Philly City Council passes ICE Out legislation, limiting ICE operations within the city
The bill package passed during Thursday’s council meeting after being fast-tracked out of committee last week.
By Nigel Thompson. On April 24,2026.
Philadelphia now has some of the most stringent policies targeting ICE operations of any city in the U.S. after its City Council passed a package of seven bills aimed at reigning in the conduct of ICE agents and putting up more guardrails between the agency and the city’s immigrant communities.
Known collectively as the ICE Out Legislation, the package was first introduced back in January by chief sponsors, Councilmembers Kendra Brooks and Rue Landau. Both councilmembers celebrated in City Council chambers upon its final passage with the many stakeholders who helped craft the package.
“This legislation shows that Philadelphians are not afraid to stand up to the Trump administration,” said Brooks. “We’re not afraid to stand up for our neighbors, and we do not take kindly to bullies who try to intimidate people in our communities.”
Landau, like Brooks, also credited the many advocacy organizations — such as the Pennsylvania Immigration Coalition (PIC) — that partnered with their offices on the package, and got the word out in their communities about its potential impact.
“Philly is now on the map,” she said. “The entire country, and possibly the world, is watching us as having some of the strongest ICE out protections in the entire country.
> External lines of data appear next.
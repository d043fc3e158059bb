//! Enemy attack patterns that feed bullets into the reaction phase.
//! This module exists to turn a `PatternId` into a spawn cadence on the encounter clock.
//! It does not own bullets or collisions; every spawn goes through `BulletManager::spawn_bullet`,
//! which silences patterns on its own once the phase ends.

use crate::bullets::BulletManager;
use crate::rng::RandomSource;
use crate::types::{Millis, PatternId, Rect, Vec2};

mod aimed;
mod ring;
mod runner;
mod spray;

pub use aimed::Aimed;
pub use ring::Ring;
pub use runner::PatternRunner;
pub use spray::Spray;

/// What a pattern may touch while it fires.
pub struct PatternContext<'a> {
    pub bullets: &'a mut BulletManager,
    /// Defended point position at the time of this update.
    pub target: Vec2,
    pub rng: &'a mut dyn RandomSource,
}

impl PatternContext<'_> {
    pub fn arena(&self) -> Rect {
        self.bullets.arena()
    }
}

pub trait AttackPattern {
    fn id(&self) -> PatternId;
    fn start(&mut self, now: Millis);
    /// Fires every spawn that fell due up to `now`, each stamped with its own fire time.
    fn update(&mut self, ctx: &mut PatternContext<'_>, now: Millis);
    fn stop(&mut self);
}

pub fn pattern_for(id: PatternId) -> Box<dyn AttackPattern> {
    match id {
        PatternId::Spray => Box::new(Spray::new()),
        PatternId::Aimed => Box::new(Aimed::new()),
        PatternId::Ring => Box::new(Ring::new()),
    }
}

/// Random x on the arena's top edge.
fn top_edge_x(arena: Rect, rng: &mut dyn RandomSource) -> f32 {
    rng.between(arena.left as i32, arena.right as i32) as f32
}

#[cfg(test)]
mod tests;
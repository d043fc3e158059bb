//! Injectable randomness for status rolls, pattern spawns, and enemy selection.

use std::collections::VecDeque;

use rand_chacha::ChaCha8Rng;
use rand_chacha::rand_core::{Rng, SeedableRng};

pub trait RandomSource {
    /// Uniform sample in `[0, 1)`.
    fn next_unit(&mut self) -> f64;

    fn chance(&mut self, probability: f64) -> bool {
        self.next_unit() < probability
    }

    /// Uniform integer in `lo..=hi`.
    fn between(&mut self, lo: i32, hi: i32) -> i32 {
        if hi <= lo {
            return lo;
        }
        let span = f64::from(hi - lo + 1);
        let offset = (self.next_unit() * span).floor() as i32;
        lo + offset.min(hi - lo)
    }
}

pub struct SeededRng {
    inner: ChaCha8Rng,
}

impl SeededRng {
    pub fn new(seed: u64) -> Self {
        Self { inner: ChaCha8Rng::seed_from_u64(seed) }
    }
}

impl RandomSource for SeededRng {
    fn next_unit(&mut self) -> f64 {
        // 53 high bits map exactly onto the f64 mantissa.
        (self.inner.next_u64() >> 11) as f64 * (1.0 / (1u64 << 53) as f64)
    }
}

/// Replays a fixed sequence of unit samples, then `fallback` forever.
pub struct ScriptedRolls {
    rolls: VecDeque<f64>,
    fallback: f64,
}

impl ScriptedRolls {
    pub fn new(rolls: impl IntoIterator<Item = f64>, fallback: f64) -> Self {
        Self { rolls: rolls.into_iter().collect(), fallback }
    }

    /// Every roll fails any chance check below 1.
    pub fn never() -> Self {
        Self::new([], 0.999_999)
    }

    /// Every roll passes any chance check above 0.
    pub fn always() -> Self {
        Self::new([], 0.0)
    }
}

impl RandomSource for ScriptedRolls {
    fn next_unit(&mut self) -> f64 {
        self.rolls.pop_front().unwrap_or(self.fallback)
    }
}

/// Splits one encounter seed into independent stream seeds.
pub fn derive_seed(seed: u64, stream: u64) -> u64 {
    let mut value = seed ^ stream.wrapping_mul(0x9E37_79B9_7F4A_7C15);
    value ^= value >> 30;
    value = value.wrapping_mul(0xBF58_476D_1CE4_E5B9);
    value ^= value >> 27;
    value = value.wrapping_mul(0x94D0_49BB_1331_11EB);
    value ^ (value >> 31)
}
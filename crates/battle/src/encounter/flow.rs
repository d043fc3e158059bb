//! Phase entry and scheduled transitions.

use super::*;

impl Encounter {
    pub(super) fn set_phase(&mut self, phase: BattlePhase) {
        if self.controller.phase() == phase {
            return;
        }
        self.controller.set_phase(phase);
        info!(?phase, at = self.now, turn = self.turns, "phase changed");
        self.log.push(EncounterEvent::PhaseChanged { at: self.now, phase });
    }

    pub(super) fn schedule(&mut self, delay: Millis, step: Step) {
        self.scheduled = Some(Scheduled { at: self.now + delay, step });
    }

    /// Runs the scheduled step if its time has come.
    pub(super) fn run_due_step(&mut self) {
        let Some(scheduled) = self.scheduled else {
            return;
        };
        if self.now < scheduled.at {
            return;
        }
        self.scheduled = None;
        match scheduled.step {
            Step::EnemyReact => self.enter_enemy_react(),
            Step::TurnEnd => self.enter_turn_end(),
            Step::PlayerSelect => {
                self.controller.end_turn();
                self.turns += 1;
                self.enter_player_select(LINE_CHOOSE);
            }
            Step::BattleEnd(outcome) => self.end_battle(outcome),
        }
    }

    fn halt_reaction(&mut self) {
        self.patterns.stop();
        self.bullets.stop(self.now);
        self.bullets.clear();
    }

    pub(super) fn enter_player_select(&mut self, line: &str) {
        self.set_phase(BattlePhase::PlayerSelect);
        self.soul.freeze();
        self.halt_reaction();
        self.strike.cancel();
        self.sweep = None;
        self.interact_open = false;
        self.decision = None;
        self.controller.set_last_line(line);
    }

    pub(super) fn resolve_strike(&mut self, result: StrikeResult) {
        let outcome = self.controller.apply_strike(result.multiplier, result.is_miss());
        self.log.push(EncounterEvent::StrikeResolved {
            at: self.now,
            grade: result.grade,
            damage: outcome.damage,
            applied: outcome.applied,
        });
        let line = match (result.is_miss(), outcome.applied) {
            (true, _) => "MISS...".to_string(),
            (false, Some(status)) => format!("{:?}! Damage {} +{status:?}", result.grade, outcome.damage),
            (false, None) => format!("{:?}! Damage {}", result.grade, outcome.damage),
        };
        self.controller.set_last_line(line);

        if self.controller.enemy_defeated() {
            self.end_battle(BattleOutcome::Killed);
            return;
        }
        if self.controller.consume_stun() {
            self.controller.set_last_line("Enemy is STUNNED. No attack this turn.");
            self.log.push(EncounterEvent::EnemyStunned { at: self.now });
            self.schedule(self.config.flow.stun_to_turn_end_ms, Step::TurnEnd);
            return;
        }
        self.schedule(self.config.flow.strike_to_react_ms, Step::EnemyReact);
    }

    fn enter_enemy_react(&mut self) {
        self.patterns.stop();
        self.bullets.clear();
        self.set_phase(BattlePhase::EnemyReact);
        self.soul.unfreeze();

        let model = self.controller.model();
        let decision =
            self.ai.decide(model.emotion.mood(), &model.telemetry.last_completed(), &model.status);
        self.controller.consume_fear();
        self.controller.set_last_line(decision.line);
        self.soul.set_form(decision.soul_form);

        self.bullets.start(self.now, decision.react_duration_ms);
        self.patterns.start(decision.pattern, self.now);
        self.log.push(EncounterEvent::EnemyReacted { at: self.now, decision: decision.clone() });
        self.decision = Some(decision);
    }

    pub(super) fn enter_turn_end(&mut self) {
        self.set_phase(BattlePhase::TurnEnd);
        self.halt_reaction();
        self.soul.freeze();
        self.schedule(self.config.flow.turn_end_to_select_ms, Step::PlayerSelect);
    }

    pub(super) fn end_battle(&mut self, outcome: BattleOutcome) {
        self.set_phase(BattlePhase::BattleEnd);
        self.halt_reaction();
        self.soul.freeze();
        self.strike.cancel();
        self.sweep = None;
        self.scheduled = None;
        self.interact_open = false;
        self.outcome = Some(outcome);

        let line = match outcome {
            BattleOutcome::Spared => "Enemy spared.",
            BattleOutcome::Killed => "Enemy defeated.",
            BattleOutcome::Died => "You died.",
        };
        self.controller.set_last_line(line);
        self.log.push(EncounterEvent::BattleEnded { at: self.now, outcome });
        info!(?outcome, turns = self.turns, at = self.now, "encounter ended");
    }
}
We stood together, and we told them what the community wants.”
The seven bills included in the package do the following:
Prohibit data-sharing agreements between the city and ICE
Prohibit the city from honoring ICE detainer requests unless the agency presents a signed judicial warrant
Bans all law enforcement officers in the city, including ICE agents and Philadelphia Police officers, from concealing their identities with masks or operating unmarked vehicles during operations
Bars ICE from using city-owned property as staging areas for raids and bans all city employees from granting the agency access to non-public areas of city-owned property
Prohibits discrimination based on immigration status
Sister Sharon White, sporting a t-shirt from the New Sanctuary Movement, told councilmembers during the public comment section of the anxiety she sees stoked by ICE in immigrant communities across the city.
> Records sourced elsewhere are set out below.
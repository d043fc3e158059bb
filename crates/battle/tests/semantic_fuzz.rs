use battle::{
    ARENA, Autopilot, BattleConfig, BattleModel, BattlePhase, BattleSetup, DefendedPoint,
    Encounter, EnemyKind, Policy, SeededRng,
};
use proptest::{
    arbitrary::any,
    test_runner::{Config as ProptestConfig, TestCaseError, TestRunner},
};

const POLICIES: [Policy; 3] = [Policy::Aggressive, Policy::Pacifist, Policy::Mixed];

fn check_model(model: &BattleModel, seed: u64) -> Result<(), String> {
    if model.player.hp > model.player.max_hp {
        return Err(format!("Invariant failed: player HP > max HP on seed {seed}"));
    }
    if model.player.focus > model.player.max_focus {
        return Err(format!("Invariant failed: focus > max focus on seed {seed}"));
    }
    if model.enemy.hp > model.enemy.max_hp || model.enemy.mercy > 100 {
        return Err(format!("Invariant failed: enemy stats out of range on seed {seed}"));
    }
    let emotion = model.emotion.state();
    for axis in [emotion.aggression, emotion.trust, emotion.confusion] {
        if !(0..=100).contains(&axis) {
            return Err(format!("Invariant failed: emotion axis {axis} on seed {seed}"));
        }
    }
    Ok(())
}

fn run_fuzz_simulation(seed: u64, policy: Policy, max_ms: u64) -> Result<(), String> {
    let mut pick = SeededRng::new(seed);
    let kind = EnemyKind::roll(&mut pick);
    let setup = BattleSetup::against(kind, 1);
    let mut battle = Encounter::new(seed, &setup, BattleConfig::default());
    let mut pilot = Autopilot::new(policy, seed);
    let mut mercy = battle.model().enemy.mercy;

    while !battle.is_over() && battle.now() < max_ms {
        pilot.step(&mut battle, 16);
        let model = battle.model();
        check_model(model, seed)?;

        if model.enemy.mercy < mercy {
            return Err(format!("Invariant failed: mercy decreased on seed {seed}"));
        }
        mercy = model.enemy.mercy;

        if !ARENA.contains(battle.soul().position()) {
            return Err(format!("Invariant failed: soul left the arena on seed {seed}"));
        }
        if battle.phase() != BattlePhase::EnemyReact && !battle.bullets().is_empty() {
            return Err(format!(
                "Invariant failed: bullets alive during {:?} on seed {seed}",
                battle.phase()
            ));
        }
        if (battle.phase() == BattlePhase::BattleEnd) != battle.is_over() {
            return Err(format!("Invariant failed: terminal phase mismatch on seed {seed}"));
        }
    }

    if battle.is_over() && battle.summary().is_none() {
        return Err(format!("Invariant failed: finished battle without summary on seed {seed}"));
    }
    Ok(())
}

#[test]
fn semantic_fuzz_holds_battle_invariants() {
    let mut runner = TestRunner::new(ProptestConfig { cases: 24, ..ProptestConfig::default() });
    runner
        .run(&(any::<u64>(), 0usize..POLICIES.len()), |(seed, policy)| {
            run_fuzz_simulation(seed, POLICIES[policy], 120_000).map_err(TestCaseError::fail)
        })
        .unwrap();
}

#[test]
fn fixed_seeds_hold_invariants_for_every_policy() {
    for seed in 0..4 {
        for policy in POLICIES {
            if let Err(failure) = run_fuzz_simulation(seed, policy, 200_000) {
                panic!("{failure}");
            }
        }
    }
}
use tracing::debug;

use super::{AttackPattern, PatternContext, pattern_for};
use crate::types::{Millis, PatternId};

/// Holds at most one running pattern.
#[derive(Default)]
pub struct PatternRunner {
    active: Option<Box<dyn AttackPattern>>,
}

impl PatternRunner {
    pub fn new() -> Self {
        Self::default()
    }

    /// Stops whatever was running, then starts `id`.
    pub fn start(&mut self, id: PatternId, now: Millis) {
        self.stop();
        let mut pattern = pattern_for(id);
        pattern.start(now);
        debug!(pattern = ?id, now, "pattern started");
        self.active = Some(pattern);
    }

    pub fn update(&mut self, ctx: &mut PatternContext<'_>, now: Millis) {
        if let Some(pattern) = self.active.as_mut() {
            pattern.update(ctx, now);
        }
    }

    pub fn stop(&mut self) {
        if let Some(mut pattern) = self.active.take() {
            pattern.stop();
        }
    }

    pub fn active(&self) -> Option<PatternId> {
        self.active.as_ref().map(|pattern| pattern.id())
    }
}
“The fear and trauma I witness in immigrant and asylum-seeking communities here in Philadelphia go beyond whatever I could have imagined,” she said.
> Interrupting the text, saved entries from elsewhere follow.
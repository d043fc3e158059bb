//! Shape-and-text rendering of the battle screen.

use app::app_loop::{AppMode, AppState};
use app::{format_snapshot_hash, outcome_code};
use battle::{ARENA, BattlePhase, DefendedPoint, Encounter, SoulForm, StrikeGrade};
use macroquad::prelude::*;

const ARENA_BORDER: f32 = 3.0;
const SOUL_SIZE: f32 = 12.0;
const FLICKER_MS: u64 = 100;
const TEXT_X: f32 = 20.0;
const HUD_Y: f32 = 30.0;
const LINE_Y: f32 = 70.0;
const MENU_Y: f32 = 470.0;
const LINE_STEP: f32 = 22.0;
const FONT: f32 = 20.0;
const STRIKE_BAR_HEIGHT: f32 = 24.0;

const ZONE_COLOR: Color = Color { r: 0.3, g: 0.8, b: 0.3, a: 1.0 };
const DIM: Color = Color { r: 0.55, g: 0.55, b: 0.55, a: 1.0 };

pub fn draw_frame(battle: &Encounter, app_state: &AppState, seed: u64) {
    clear_background(BLACK);
    draw_hud(battle);
    draw_rectangle_lines(
        ARENA.left,
        ARENA.top,
        ARENA.width(),
        ARENA.height(),
        ARENA_BORDER,
        WHITE,
    );

    match battle.phase() {
        BattlePhase::EnemyReact => {
            draw_bullets(battle);
            draw_soul(battle);
        }
        BattlePhase::PlayerResolve if battle.strike().current().is_some() => draw_strike_bar(battle),
        _ => draw_soul(battle),
    }

    match &app_state.mode {
        AppMode::Battle => draw_menu(battle, app_state),
        AppMode::Finished(summary) => {
            let lines = [
                format!("RESULT {} ({:?})", outcome_code(summary.outcome), summary.outcome),
                format!("turns {}  elapsed {} ms", summary.turns, summary.elapsed_ms),
                format!("seed {seed}  hash {}", format_snapshot_hash(summary.snapshot_hash)),
                "Press R to start a new battle".to_string(),
            ];
            draw_lines(&lines, MENU_Y, WHITE);
        }
    }
}

fn draw_hud(battle: &Encounter) {
    let model = battle.model();
    let hud = format!(
        "HP {}/{}   FOCUS {}/{}   ENEMY {}/{}   MERCY {}",
        model.player.hp,
        model.player.max_hp,
        model.player.focus,
        model.player.max_focus,
        model.enemy.hp,
        model.enemy.max_hp,
        model.enemy.mercy,
    );
    draw_text(&hud, TEXT_X, HUD_Y, FONT, WHITE);
    if let Some(line) = &model.last_line {
        draw_text(line, TEXT_X, LINE_Y, FONT, YELLOW);
    }
}

fn form_color(form: SoulForm) -> Color {
    match form {
        SoulForm::RedBalance => RED,
        SoulForm::BlueGravity => Color::from_rgba(59, 130, 246, 255),
        SoulForm::GreenShield => Color::from_rgba(34, 197, 94, 255),
        SoulForm::YellowImpulse => Color::from_rgba(250, 204, 21, 255),
    }
}

fn draw_soul(battle: &Encounter) {
    let soul = battle.soul();
    let now = battle.now();
    if soul.is_invulnerable(now) && (now / FLICKER_MS) % 2 == 1 {
        return;
    }
    let pos = soul.position();
    let half = SOUL_SIZE / 2.0;
    draw_rectangle(pos.x - half, pos.y - half, SOUL_SIZE, SOUL_SIZE, form_color(soul.form()));
    if soul.is_shielding() {
        draw_circle_lines(pos.x, pos.y, SOUL_SIZE, 2.0, WHITE);
    }
}

fn draw_bullets(battle: &Encounter) {
    for (_, bullet) in battle.bullets().bullets() {
        draw_circle(bullet.pos.x, bullet.pos.y, bullet.radius, WHITE);
    }
}

fn draw_strike_bar(battle: &Encounter) {
    let strike = battle.strike();
    let track = strike.track();
    let center = ARENA.center();
    let top = center.y - STRIKE_BAR_HEIGHT / 2.0;

    draw_rectangle_lines(
        center.x - track.half_length(),
        top,
        track.half_length() * 2.0,
        STRIKE_BAR_HEIGHT,
        2.0,
        DIM,
    );
    for zone in track.zones() {
        draw_line(center.x + zone, top, center.x + zone, top + STRIKE_BAR_HEIGHT, 3.0, ZONE_COLOR);
    }
    if let Some(offset) = strike.marker_offset(battle.now()) {
        draw_rectangle(center.x + offset - 2.0, top - 6.0, 4.0, STRIKE_BAR_HEIGHT + 12.0, WHITE);
    }
    if let Some(grade) = strike.current().and_then(|id| strike.result(id)).map(|r| r.grade) {
        let label = match grade {
            StrikeGrade::Perfect => "PERFECT",
            StrikeGrade::Good => "GOOD",
            StrikeGrade::Ok => "OK",
            StrikeGrade::Miss => "MISS",
        };
        draw_text(label, center.x - 30.0, top - 16.0, FONT, YELLOW);
    }
}

fn draw_menu(battle: &Encounter, app_state: &AppState) {
    let mut lines = Vec::new();
    if battle.is_interact_open() {
        lines.push("[T] Threaten  [J] Joke  [E] Empathy  [A] Analyze  [Esc] Back".to_string());
    } else if battle.phase() == BattlePhase::PlayerSelect {
        let spare = if battle.can_spare() { "[4] SPARE (ready)" } else { "[4] Spare" };
        lines.push(format!("[1] Strike  [2] Interact  [3] Focus  {spare}"));
    } else {
        lines.push(hint(battle.phase()).to_string());
    }
    lines.push(format!("turn {}  phase {:?}", battle.turns(), battle.phase()));
    if let Some(error) = app_state.last_rejection {
        lines.push(format!("refused: {error}"));
    }
    draw_lines(&lines, MENU_Y, DIM);
}

fn hint(phase: BattlePhase) -> &'static str {
    match phase {
        BattlePhase::EnemyReact => "Move: arrows | Shield (green): SPACE | Dash (yellow): SHIFT",
        BattlePhase::PlayerResolve => "STRIKE: press SPACE when the marker crosses a zone",
        BattlePhase::PlayerSelect | BattlePhase::TurnEnd | BattlePhase::BattleEnd => "",
    }
}

fn draw_lines(lines: &[String], top: f32, color: Color) {
    for (index, line) in lines.iter().enumerate() {
        draw_text(line, TEXT_X, top + index as f32 * LINE_STEP, FONT, color);
    }
}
In a press release following the bill’s passage, Aurora Muñoz with the National Domestic Workers Alliance — of which many members are undocumented immigrants — called it “a victory for immigrant communities, domestic workers, and the dignity and safety of our city.”
“Low-wage workers know what’s at stake when immigration enforcement reaches into everyday life — fear keeps people from reporting abuse, asserting their rights, and seeking care,” said Muñoz. “This legislation ensures our city chooses people over fear.”
What’s next?
Mayor Cherelle Parker must sign the bill package into law, which she is expected to do despite her administration citing some “legally troubling” language in pieces of the legislation during a committee hearing last week. However, representatives for the administration, which included City Solicitor Renee Garcia and Director of the Office of Immigrant Affairs Charles Elison, did not signal they would oppose the bill package.
Their argument at the time was that the Parker administration was already enforcing some of the proposed legislation by upholding executive orders pertaining to immigration policy that were signed by previous mayors.
Regardless, Garcia said the law department would work to implement the bills in the package upon its passage and signature by the mayor.
A future lawsuit?
With the passage of the ICE Out legislation, the new stringent policies regarding the agency could bring the city into the crosshairs of the Trump administration, which hasn’t been shy about litigating with other cities and states over policies it deems “anti-ICE.”
Most recently, the Trump administration sued the State of Connecticut and City of New Haven over policies that make them so-called “sanctuary” jurisdictions, according to the administration.
So far, almost all of the lawsuits brought by the Trump administration against states and cities regarding their ICE policies have been thrown out. In Colorado and Denver, a judge ruled the state and city could continue to refuse their resources to ICE to help expand its immigration crackdown. Last year, a judge in New York also rejected a Trump administration challenge of a law barring immigration arrests at state and local courthouses.